(PROVIDED DATA Opens)

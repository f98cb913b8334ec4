//! External media tool handling
//!
//! The download pipeline never talks to `yt-dlp` directly; it goes through the
//! [`MediaTool`] trait, with diagnostics delivered to an injected [`ToolLog`].
//!
//! ## Architecture
//!
//! - [`YtDlpTool`]: runs the external `yt-dlp` binary (which drives ffmpeg)
//! - [`UnavailableTool`]: stub used when no binary is installed
//! - [`CapturingLog`]: `ToolLog` that forwards to `tracing` and keeps the messages
//!
//! ## Usage
//!
//! ```no_run
//! use audio_dl::config::ToolConfig;
//! use audio_dl::tool;
//!
//! let tool = tool::from_config(&ToolConfig::default());
//! println!("using {}", tool.name());
//! ```

mod log;
mod traits;
mod unavailable;
mod ytdlp;

pub use log::{CapturingLog, ToolLogLevel};
pub use traits::{FetchRequest, MediaTool, ToolLog};
pub use unavailable::UnavailableTool;
pub use ytdlp::YtDlpTool;

use crate::config::ToolConfig;
use std::sync::Arc;

/// Build the media tool described by the configuration
///
/// Uses the explicit `ytdlp_path` when set, otherwise searches PATH if allowed.
/// Falls back to [`UnavailableTool`] when nothing is found.
pub fn from_config(config: &ToolConfig) -> Arc<dyn MediaTool> {
    let discovered = match &config.ytdlp_path {
        Some(path) => Some(YtDlpTool::new(path.clone())),
        None if config.search_path => YtDlpTool::from_path(),
        None => None,
    };

    match discovered {
        Some(tool) => {
            let tool = match &config.ffmpeg_path {
                Some(ffmpeg) => tool.with_ffmpeg(ffmpeg.clone()),
                None => tool,
            };
            tracing::info!(binary = %tool.binary_path().display(), "using yt-dlp");
            Arc::new(tool)
        }
        None => {
            tracing::warn!("yt-dlp not found; downloads will fail until it is installed");
            Arc::new(UnavailableTool)
        }
    }
}
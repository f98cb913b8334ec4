//! Traits and types for the external media tool

use async_trait::async_trait;
use std::path::PathBuf;

/// What the tool is asked to do for one request
#[derive(Debug, Clone)]
pub struct FetchRequest {
    /// Media URL as given by the caller
    pub url: String,
    /// Directory the tool writes its output into
    pub output_dir: PathBuf,
    /// Target audio codec / file extension (e.g. "mp3")
    pub audio_format: &'static str,
    /// Target bitrate in kbps
    pub bitrate_kbps: u32,
}

/// Receiver for the tool's diagnostic output
///
/// Injected into [`MediaTool::fetch_audio`] so the tool does not decide where its
/// messages end up.
pub trait ToolLog: Send + Sync {
    /// Verbose progress and informational output
    fn debug(&self, message: &str);
    /// Non-fatal problems reported by the tool
    fn warning(&self, message: &str);
    /// Fatal problems reported by the tool
    fn error(&self, message: &str);
}

/// External extraction/transcoding engine
///
/// Implementations download the media behind a URL, convert it to the requested
/// audio format and leave the result in [`FetchRequest::output_dir`].
///
/// # Examples
///
/// ```no_run
/// use audio_dl::tool::{CapturingLog, FetchRequest, MediaTool, YtDlpTool};
///
/// # #[tokio::main]
/// # async fn main() -> Result<(), Box<dyn std::error::Error>> {
/// let tool = YtDlpTool::from_path().expect("yt-dlp not found in PATH");
/// let log = CapturingLog::new();
/// let request = FetchRequest {
///     url: "https://www.youtube.com/watch?v=dQw4w9WgXcQ".to_string(),
///     output_dir: std::env::temp_dir(),
///     audio_format: "mp3",
///     bitrate_kbps: 192,
/// };
///
/// let title = tool.fetch_audio(&request, &log).await?;
/// println!("downloaded {:?}", title);
/// # Ok(())
/// # }
/// ```
#[async_trait]
pub trait MediaTool: Send + Sync {
    /// Download and transcode a single media item
    ///
    /// # Returns
    ///
    /// The title the tool reported for the item, if any.
    ///
    /// # Errors
    ///
    /// - [`Error::Extraction`](crate::Error::Extraction) when the tool ran and
    ///   reported a failure; the message is the tool's own text
    /// - [`Error::ExternalTool`](crate::Error::ExternalTool) when the tool could
    ///   not be executed
    /// - [`Error::NotSupported`](crate::Error::NotSupported) when no tool is
    ///   available
    async fn fetch_audio(
        &self,
        request: &FetchRequest,
        log: &dyn ToolLog,
    ) -> crate::Result<Option<String>>;

    /// Human-readable name for logging
    fn name(&self) -> &'static str;
}
//! # audio-dl
//!
//! Small HTTP service that turns a video URL into a downloadable MP3.
//!
//! Each `POST /download_mp3` request gets its own scratch directory; an external
//! extractor (yt-dlp, with ffmpeg for transcoding) writes the audio there, the
//! file is read back and sent as an attachment, and the directory is removed.
//! Tool failures are mapped to localized (Portuguese) messages and HTTP status
//! codes by a configurable classifier.
//!
//! ## Quick Start
//!
//! ```no_run
//! use audio_dl::Config;
//! use std::sync::Arc;
//!
//! #[tokio::main]
//! async fn main() -> Result<(), Box<dyn std::error::Error>> {
//!     let config = Config::default();
//!     config.validate()?;
//!
//!     // Serves until SIGTERM/SIGINT
//!     audio_dl::api::start_api_server(Arc::new(config)).await?;
//!
//!     Ok(())
//! }
//! ```
//!
//! ## Embedding with a custom tool
//!
//! The router only depends on the [`tool::MediaTool`] and
//! [`classify::ErrorClassifier`] traits, so either can be swapped:
//!
//! ```no_run
//! use audio_dl::api::{AppState, create_router};
//! use audio_dl::classify::SubstringClassifier;
//! use audio_dl::tool::UnavailableTool;
//! use audio_dl::Config;
//! use std::sync::Arc;
//!
//! let state = AppState::new(
//!     Arc::new(Config::default()),
//!     Arc::new(UnavailableTool),
//!     Arc::new(SubstringClassifier::default()),
//! );
//! let router = create_router(state);
//! # let _ = router;
//! ```

#![warn(missing_docs)]
#![warn(clippy::all)]
#![warn(clippy::unwrap_used)]
#![warn(clippy::expect_used)]

/// HTTP API module
pub mod api;
/// Tool error classification
pub mod classify;
/// Configuration types
pub mod config;
/// Attachment responses
pub mod delivery;
/// Error types
pub mod error;
/// Extraction invoker
pub mod extract;
/// Filename sanitization
pub mod filename;
/// External media tool adapters
pub mod tool;
/// Core types
pub mod types;
/// Per-request scratch directories
pub mod workspace;

// Re-export commonly used types
pub use classify::{Classification, ClassificationRule, ErrorClassifier, SubstringClassifier};
pub use config::{ClassificationConfig, Config, ServerConfig, ToolConfig};
pub use error::{ApiError, Error, Result, ToHttpStatus};
pub use tool::{MediaTool, UnavailableTool, YtDlpTool};
pub use types::{DownloadRequest, ExtractionResult, ProducedFile};
pub use workspace::Workspace;

/// Wait until the process is asked to stop.
///
/// - **Unix:** listens for SIGTERM and SIGINT, with fallbacks if signal registration fails.
/// - **Windows/other:** listens for Ctrl+C via `tokio::signal::ctrl_c()`.
///
/// Used as the graceful-shutdown trigger of [`api::start_api_server`].
#[cfg(unix)]
pub async fn wait_for_signal() {
    use tokio::signal::unix::{SignalKind, signal};

    // Registration may fail in restricted environments (containers, tests)
    let sigterm_result = signal(SignalKind::terminate());
    let sigint_result = signal(SignalKind::interrupt());

    match (sigterm_result, sigint_result) {
        (Ok(mut sigterm), Ok(mut sigint)) => {
            tokio::select! {
                _ = sigterm.recv() => {
                    tracing::info!("Received SIGTERM, shutting down");
                }
                _ = sigint.recv() => {
                    tracing::info!("Received SIGINT (Ctrl+C), shutting down");
                }
            }
        }
        (Err(e), _) => {
            tracing::warn!(error = %e, "Could not register SIGTERM handler, waiting for SIGINT only");
            if let Ok(mut sigint) = signal(SignalKind::interrupt()) {
                sigint.recv().await;
                tracing::info!("Received SIGINT (Ctrl+C), shutting down");
            } else {
                tracing::error!("Could not register any signal handlers, using ctrl_c fallback");
                tokio::signal::ctrl_c().await.ok();
            }
        }
        (_, Err(e)) => {
            tracing::warn!(error = %e, "Could not register SIGINT handler, waiting for SIGTERM only");
            if let Ok(mut sigterm) = signal(SignalKind::terminate()) {
                sigterm.recv().await;
                tracing::info!("Received SIGTERM, shutting down");
            } else {
                tracing::error!("Could not register any signal handlers, using ctrl_c fallback");
                tokio::signal::ctrl_c().await.ok();
            }
        }
    }
}

/// Wait until the process is asked to stop (Ctrl+C).
#[cfg(not(unix))]
pub async fn wait_for_signal() {
    match tokio::signal::ctrl_c().await {
        Ok(()) => {
            tracing::info!("Received Ctrl+C, shutting down");
        }
        Err(e) => {
            tracing::error!(error = %e, "Failed to listen for Ctrl+C signal");
        }
    }
}
//! Configuration types for audio-dl

use crate::classify::{ClassificationRule, default_rules};
use crate::error::{Error, Result};
use serde::{Deserialize, Serialize};
use std::{net::SocketAddr, path::Path, path::PathBuf};
use utoipa::ToSchema;

/// HTTP server settings
#[derive(Clone, Debug, Serialize, Deserialize, ToSchema)]
pub struct ServerConfig {
    /// Address to bind to (default: 0.0.0.0:5001)
    #[serde(default = "default_bind_address")]
    #[schema(value_type = String)]
    pub bind_address: SocketAddr,

    /// Landing page served at `/` (default: "static/index.html")
    #[serde(default = "default_index_path")]
    #[schema(value_type = String)]
    pub index_path: PathBuf,

    /// Enable CORS for browser access from other origins (default: false)
    #[serde(default)]
    pub cors_enabled: bool,

    /// Allowed CORS origins (default: ["*"])
    #[serde(default = "default_cors_origins")]
    pub cors_origins: Vec<String>,

    /// Enable Swagger UI at /swagger-ui (default: true)
    #[serde(default = "default_true")]
    pub swagger_ui: bool,
}

impl Default for ServerConfig {
    fn default() -> Self {
        Self {
            bind_address: default_bind_address(),
            index_path: default_index_path(),
            cors_enabled: false,
            cors_origins: default_cors_origins(),
            swagger_ui: true,
        }
    }
}

/// External tool paths and scratch space
#[derive(Clone, Debug, Serialize, Deserialize, ToSchema)]
pub struct ToolConfig {
    /// Path to the yt-dlp executable (auto-detected if None)
    #[serde(default)]
    #[schema(value_type = Option<String>)]
    pub ytdlp_path: Option<PathBuf>,

    /// Path to ffmpeg (binary or directory), passed to yt-dlp when set
    #[serde(default)]
    #[schema(value_type = Option<String>)]
    pub ffmpeg_path: Option<PathBuf>,

    /// Whether to search PATH for yt-dlp if no explicit path is set (default: true)
    #[serde(default = "default_true")]
    pub search_path: bool,

    /// Directory request workspaces are created in (default: the OS temp dir)
    #[serde(default)]
    #[schema(value_type = Option<String>)]
    pub workspace_root: Option<PathBuf>,
}

impl Default for ToolConfig {
    fn default() -> Self {
        Self {
            ytdlp_path: None,
            ffmpeg_path: None,
            search_path: true,
            workspace_root: None,
        }
    }
}

impl ToolConfig {
    /// Directory request workspaces are created in
    pub fn workspace_root(&self) -> PathBuf {
        self.workspace_root
            .clone()
            .unwrap_or_else(std::env::temp_dir)
    }
}

/// Error classification table
#[derive(Clone, Debug, Serialize, Deserialize, ToSchema)]
pub struct ClassificationConfig {
    /// Ordered substring rules; the first match wins
    #[serde(default = "default_rules")]
    pub rules: Vec<ClassificationRule>,
}

impl Default for ClassificationConfig {
    fn default() -> Self {
        Self {
            rules: default_rules(),
        }
    }
}

/// Main configuration for the audio-dl server
///
/// Every field has a default, so an empty TOML file (or no file at all) gives a
/// working server on `0.0.0.0:5001`.
///
/// ```toml
/// [server]
/// bind_address = "127.0.0.1:8080"
///
/// [tool]
/// ytdlp_path = "/usr/local/bin/yt-dlp"
///
/// [[classification.rules]]
/// pattern = "This video is unavailable"
/// status = 400
/// message = "Vídeo indisponível ou URL incorreta."
/// ```
#[derive(Clone, Debug, Default, Serialize, Deserialize, ToSchema)]
pub struct Config {
    /// HTTP server settings
    #[serde(default)]
    pub server: ServerConfig,

    /// External tool settings
    #[serde(default)]
    pub tool: ToolConfig,

    /// Error classification table
    #[serde(default)]
    pub classification: ClassificationConfig,
}

impl Config {
    /// Parse a configuration from TOML text
    pub fn from_toml_str(text: &str) -> Result<Self> {
        toml::from_str(text).map_err(|e| Error::Config {
            message: e.to_string(),
            key: None,
        })
    }

    /// Load and validate a configuration file
    pub fn load(path: &Path) -> Result<Self> {
        let text = std::fs::read_to_string(path).map_err(|e| Error::Config {
            message: format!("cannot read {}: {}", path.display(), e),
            key: None,
        })?;
        let config = Self::from_toml_str(&text)?;
        config.validate()?;
        Ok(config)
    }

    /// Check settings that serde cannot
    pub fn validate(&self) -> Result<()> {
        if let Some(path) = &self.tool.ytdlp_path
            && !path.exists()
        {
            return Err(Error::Config {
                message: format!("yt-dlp not found at {}", path.display()),
                key: Some("tool.ytdlp_path".to_string()),
            });
        }

        if let Some(root) = &self.tool.workspace_root
            && !root.is_dir()
        {
            return Err(Error::Config {
                message: format!("workspace root {} is not a directory", root.display()),
                key: Some("tool.workspace_root".to_string()),
            });
        }

        if self
            .classification
            .rules
            .iter()
            .any(|rule| rule.pattern.is_empty())
        {
            return Err(Error::Config {
                message: "classification rule with empty pattern would match every error"
                    .to_string(),
                key: Some("classification.rules".to_string()),
            });
        }

        Ok(())
    }
}

fn default_bind_address() -> SocketAddr {
    SocketAddr::from(([0, 0, 0, 0], 5001))
}

fn default_index_path() -> PathBuf {
    PathBuf::from("static/index.html")
}

fn default_cors_origins() -> Vec<String> {
    vec!["*".to_string()]
}

fn default_true() -> bool {
    true
}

(PROVIDED DATA Closes)

§ **HOW TO COMPLETE THIS TASK**:
Where a line above holds the word "cannot", copy it.

§ **ANSWER BELOW**:
            message: format!("cannot read {}: {}", path.display(), e),
    /// Check settings that serde cannot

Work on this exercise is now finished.